Later, when she had time to think clearly, she would have to consider whether that had been a factor in him leaving her cabin so precipitously. Maybe even why he’d left? she needed to think hard about that. But Winsome was looking at her hopefully.
What was she thinking? Winsome was all alone. ‘I’m sorry. You poor thing. I’d love you to join me. I was feeling quite sad that I might not see you again,’ Kelsie said with a smile.
Winsome settled down opposite Kelsie in the big plush seat and they both gazed at the silver ‘1927’ plate above the doorway.
‘You haven’t got rid of me yet.’ It was said quietly and Kelsie wasn’t even sure if she was supposed to have heard, and she chewed her lip as she tried not to laugh.
‘I love these carriages,’ Winsome said in a louder voice. ‘The way they’ve created scenery in the wood. Look at that castle there. All made out of slivers of different-coloured wood.’
Kelsie pointed. ‘You’ve got an island and palm trees above your head, there. Just under the luggage rack.’ Winsome craned her neck and Kelsie hoped she didn’t strain her back as the older lady bounced around in the seat to look at all the murals made of wood.
A tall, ridiculously handsome waiter in formal white tails trimmed with gold braid bowed, imparted his name as Samuel, and offered them a glass of champagne.
Surprisingly, even Winsome declined more bubbly, but nodded vigorously when he suggested tea.
Along came the silver teapots, sandwiches, caviar and quail eggs, pikelets and the inevitable scones and clotted cream. When the trolley with pastries and cakes was offered, Kelsie could see that nearly everyone shook their heads and declined. She didn’t blame them.
She was learning to taste the array of food only. Neither of them had spoken for the last five minutes and Kelsie felt obliged to open conversation. ‘Connor missed another lovely meal.’
The quail-egg wafer stopped halfway to Winsome’s mouth and landed back down on her plate as if she’d been waiting for just such an opportunity. ‘I want to talk to you about Connor. Do you mind?
Kelsie bit back a laugh. As if I could stop you, she thought, but it was a poor choice of topic, Kelsie admonished herself. ‘Why should I mind?’
‘How much do you know about Connor’s childhood?’
Actually, he’d always been more interested in her childhood but she knew a little. ‘That he lost his mother at a young age and he didn’t get on well with his stepmother.’
Winsome was nodding. ‘Both true. You know he was there when his mother died. Did he tell you that?’
Kelsie felt cold all over. ‘No. Just that she’d drowned when he was twelve.’
Winsome looked sadly surprised. ‘I thought he might have told you more.

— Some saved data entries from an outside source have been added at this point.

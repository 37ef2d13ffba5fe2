use eframe::egui;

/// Where a hidden window is parked. Far outside any monitor layout.
pub const OFFSCREEN_POS: (f32, f32) = (-32_000.0, -32_000.0);

/// The part of [`egui::Context`] used to move the window around.
pub trait ViewportCtx {
    fn send_viewport_cmd(&self, cmd: egui::ViewportCommand);
    fn request_repaint(&self);
}

impl ViewportCtx for egui::Context {
    fn send_viewport_cmd(&self, cmd: egui::ViewportCommand) {
        egui::Context::send_viewport_cmd(self, cmd);
    }

    fn request_repaint(&self) {
        egui::Context::request_repaint(self);
    }
}

/// Whether `pos` is the parked position, e.g. a frame that still reports
/// the old position right after a show.
pub fn is_parked(pos: (i32, i32)) -> bool {
    pos.0 <= OFFSCREEN_POS.0 as i32 / 2 && pos.1 <= OFFSCREEN_POS.1 as i32 / 2
}

/// Show the window at `restore`, or hide it by parking it offscreen.
///
/// The viewport always stays `Visible(true)`: an invisible viewport stops
/// receiving frames on Windows, and tray commands are drained from `update`.
pub fn apply_visibility(visible: bool, ctx: &impl ViewportCtx, restore: (i32, i32)) {
    let target = if visible {
        egui::pos2(restore.0 as f32, restore.1 as f32)
    } else {
        egui::pos2(OFFSCREEN_POS.0, OFFSCREEN_POS.1)
    };
    tracing::debug!(visible, x = target.x, y = target.y, "applying visibility");
    ctx.send_viewport_cmd(egui::ViewportCommand::OuterPosition(target));
    ctx.send_viewport_cmd(egui::ViewportCommand::Visible(true));
    if visible {
        ctx.send_viewport_cmd(egui::ViewportCommand::Focus);
    }
    ctx.request_repaint();
}
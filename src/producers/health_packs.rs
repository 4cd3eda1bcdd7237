//! Falling med-kits.  Shooting one or flying into it repairs the ship.

use std::any::Any;

use rand::Rng;

use super::{absorb_fire, center_of, pick_lane, scaled_speed, SPAWN_ROW};
use crate::audio::cue;
use crate::compute::{bodies_overlap, integrate, is_off_screen};
use crate::config::Config;
use crate::context::{Canvas, Effect, SimContext, Style};
use crate::design::{Catalog, CatalogError, Design, DesignKind};
use crate::entities::{EntityKind, HealthBody, SpatialBody};
use crate::player::PlayerShip;
use crate::registry::{Entity, Peers};

/// Live kits on screen at once.
const CAPACITY: usize = 1;

pub struct HealthPack {
    pub body: SpatialBody,
    pub health: HealthBody,
}

pub struct HealthPackProducer {
    design: Design,
    pool: Vec<HealthPack>,
    chance: f64,
    padding: f32,
}

impl HealthPackProducer {
    pub fn new(catalog: &Catalog, config: &Config) -> Result<Self, CatalogError> {
        Ok(Self {
            design: catalog.design(DesignKind::HealthPack)?.clone(),
            pool: Vec::new(),
            chance: config.health_pack_chance.clamp(0.0, 1.0),
            padding: config.spawn_padding,
        })
    }

    pub fn members(&self) -> &[HealthPack] {
        &self.pool
    }

    pub fn members_mut(&mut self) -> &mut Vec<HealthPack> {
        &mut self.pool
    }

    pub fn spawn(&mut self, ctx: &mut SimContext) {
        let size = self.design.footprint();
        let lane = pick_lane(&mut ctx.rng, ctx.viewport.width, size.width, self.padding, &[], 0.0, 0);
        let speed = scaled_speed(&mut ctx.rng, self.design.min_speed, self.design.speed, 1, self.design.max_speed);
        self.pool.push(HealthPack {
            body: SpatialBody::new(lane.x, SPAWN_ROW, size, speed),
            health: HealthBody::new(self.design.health),
        });
    }

    fn collect(&mut self, ctx: &mut SimContext, player: &mut PlayerShip) {
        let color = self.design.tint();
        for kit in self.pool.iter_mut() {
            let shot = absorb_fire(player.gun(), &kit.body, &mut kit.health, ctx, color);
            let touched = !kit.health.is_dead() && bodies_overlap(&kit.body, player.body());
            if !(shot || touched) {
                continue;
            }
            kit.health.kill();
            let restored = player.heal(self.design.restore);
            if self.design.points > 0 {
                ctx.progression.add_points(self.design.points);
            }
            ctx.emit(Effect::Explosion {
                at: center_of(&kit.body),
                color,
                size: 1,
            });
            ctx.play(cue::PICKUP);
            log::debug!("health pack restored {}", restored);
        }
    }
}

impl Entity for HealthPackProducer {
    fn update(&mut self, ctx: &mut SimContext, peers: &mut Peers<'_>) {
        for kit in self.pool.iter_mut() {
            integrate(&mut kit.body, ctx.dt);
        }

        if let Some(player) = peers.find_mut::<PlayerShip>(EntityKind::PlayerShip) {
            self.collect(ctx, player);
        }

        let height = ctx.viewport.height;
        self.pool
            .retain(|k| !k.health.is_dead() && !is_off_screen(k.body.pos, height));

        if self.pool.len() < CAPACITY && ctx.rng.gen_bool(self.chance) {
            self.spawn(ctx);
        }
    }

    fn draw(&self, _ctx: &SimContext, canvas: &mut dyn Canvas) {
        let style = Style::bold(self.design.tint());
        for kit in &self.pool {
            canvas.put_shape(kit.body.pos, &self.design.shape, style);
        }
    }

    fn kind(&self) -> EntityKind {
        EntityKind::HealthPacks
    }

    fn as_any(&self) -> &dyn Any {
        self
    }

    fn as_any_mut(&mut self) -> &mut dyn Any {
        self
    }
}
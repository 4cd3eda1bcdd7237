//! Simulation context threaded through every entity call.
//!
//! Holds what used to be ambient global state in a typical game loop: the
//! viewport, the shared clock, the RNG, the sound sink, progression and the
//! queue of visual effects raised during a tick.

use std::time::Duration;

use crossterm::style::Color;
use rand::rngs::StdRng;
use rand::SeedableRng;

use crate::audio::{Audio, Silent};
use crate::entities::Position;
use crate::progression::{Progression, DEFAULT_POINTS_PER_LEVEL};

/// Terminal size in cells.
#[derive(Clone, Copy, Debug, PartialEq, Eq)]
pub struct Viewport {
    pub width: u16,
    pub height: u16,
}

impl Viewport {
    pub fn new(width: u16, height: u16) -> Self {
        Self { width, height }
    }
}

/// Per-cell style.  Only the foreground colour is used by the game.
#[derive(Clone, Copy, Debug, PartialEq, Eq)]
pub struct Style {
    pub fg: Color,
    pub bold: bool,
}

impl Style {
    pub fn fg(fg: Color) -> Self {
        Self { fg, bold: false }
    }

    pub fn bold(fg: Color) -> Self {
        Self { fg, bold: true }
    }
}

impl Default for Style {
    fn default() -> Self {
        Self::fg(Color::White)
    }
}

/// Rendering primitive.  Cells outside the viewport are ignored by
/// implementations, so callers may draw partially visible shapes freely.
pub trait Canvas {
    fn set_cell(&mut self, x: i32, y: i32, glyph: char, style: Style);
    fn viewport(&self) -> Viewport;
    /// Blank every cell.
    fn clear(&mut self);

    /// Draw a string left to right starting at `(x, y)`.
    fn put_str(&mut self, x: i32, y: i32, text: &str, style: Style) {
        for (i, ch) in text.chars().enumerate() {
            self.set_cell(x + i as i32, y, ch, style);
        }
    }

    /// Draw a glyph grid; spaces are transparent.
    fn put_shape(&mut self, pos: Position, shape: &[String], style: Style) {
        let (x, y) = pos.cell();
        for (row, line) in shape.iter().enumerate() {
            for (col, ch) in line.chars().enumerate() {
                if ch != ' ' {
                    self.set_cell(x + col as i32, y + row as i32, ch, style);
                }
            }
        }
    }
}

/// Visual side effects raised by collision code, consumed by the particle
/// system later in the same tick.
#[derive(Clone, Copy, Debug, PartialEq)]
pub enum Effect {
    Spark { at: Position, color: Color },
    Explosion { at: Position, color: Color, size: u8 },
}

#[derive(Clone, Copy, Debug, PartialEq, Eq)]
pub enum SessionStatus {
    Playing,
    Paused,
    GameOver,
}

pub struct SimContext {
    pub viewport: Viewport,
    /// Seconds since the previous tick.
    pub dt: f32,
    /// Simulation clock; advanced by `dt` every tick.
    pub elapsed: Duration,
    pub rng: StdRng,
    pub audio: Box<dyn Audio>,
    pub volume: f32,
    pub progression: Progression,
    pub status: SessionStatus,
    effects: Vec<Effect>,
}

impl SimContext {
    pub fn new(viewport: Viewport, seed: u64, audio: Box<dyn Audio>) -> Self {
        Self {
            viewport,
            dt: 0.0,
            elapsed: Duration::ZERO,
            rng: StdRng::seed_from_u64(seed),
            audio,
            volume: 0.8,
            progression: Progression::new(DEFAULT_POINTS_PER_LEVEL),
            status: SessionStatus::Playing,
            effects: Vec::new(),
        }
    }

    /// Silent context, handy for tools and tests.
    pub fn headless(viewport: Viewport, seed: u64) -> Self {
        Self::new(viewport, seed, Box::new(Silent))
    }

    /// Advance the shared clock by one tick of `dt`.
    pub fn advance_clock(&mut self, dt: Duration) {
        self.dt = dt.as_secs_f32();
        self.elapsed += dt;
    }

    pub fn play(&self, name: &str) {
        self.audio.play(name, self.volume);
    }

    pub fn emit(&mut self, effect: Effect) {
        self.effects.push(effect);
    }

    pub fn take_effects(&mut self) -> Vec<Effect> {
        std::mem::take(&mut self.effects)
    }

    pub fn pending_effects(&self) -> &[Effect] {
        &self.effects
    }

    pub fn is_playing(&self) -> bool {
        self.status == SessionStatus::Playing
    }
}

He changed from a happy-go-lucky boy to a serious young man that day.’ She sighed. ‘All of us changed.’
Winsome shook her head with regret. ‘He told me once it was his fault. That he should have told her to come back. Shouted it out. It’s funny how youngsters can blame themselves for something they have no control over.’
Winsome gazed into the distant past. ‘I always blamed his father but really it was my daughter’s fault. She was headstrong. Impulsive. She was always losing things. Took after me in the way she’d misplace things like her handbag, her purse, keys—it used to drive Connor’s father mad but she’d just sail on serenely.
‘The day she died she’d lost her engagement ring in a rock pool, and she left Connor on the beach, even though the tide was coming in.’
Winsome sighed. ‘A freak wave came, she hit her head badly, and it didn’t end well.’
Kelsie remembered the serious young man who’d been the Connor she’d known. How good she’d always felt when she’d made him laugh. How good he’d said he felt when he cared for her. ‘He was always going to be a doctor.’
Winsome sighed again and looked at Kelsie. ‘I think he felt at some deep level it was his life’s work to care for the people he loved from that day on.’ She smiled softly. ‘Caring for people. He has been there every inch of the way since my husband died. I was ready to curl up and die then but Connor made me sit up and believe I still had a life to live. That’s not a bad trait to have.’
‘So the loss of his mother is what made him so controlling.’
‘Controlling?’ Winsome’s head came up. ‘He’s not controlling, not in a negative way.’ She laughed. ‘He cares. Worries. Gives in all the time to me, but he worries all the same, and, yes, sometimes I humour that and allow him to boss me around a little. But that’s not controlling. He doesn’t do it for his own gratification.’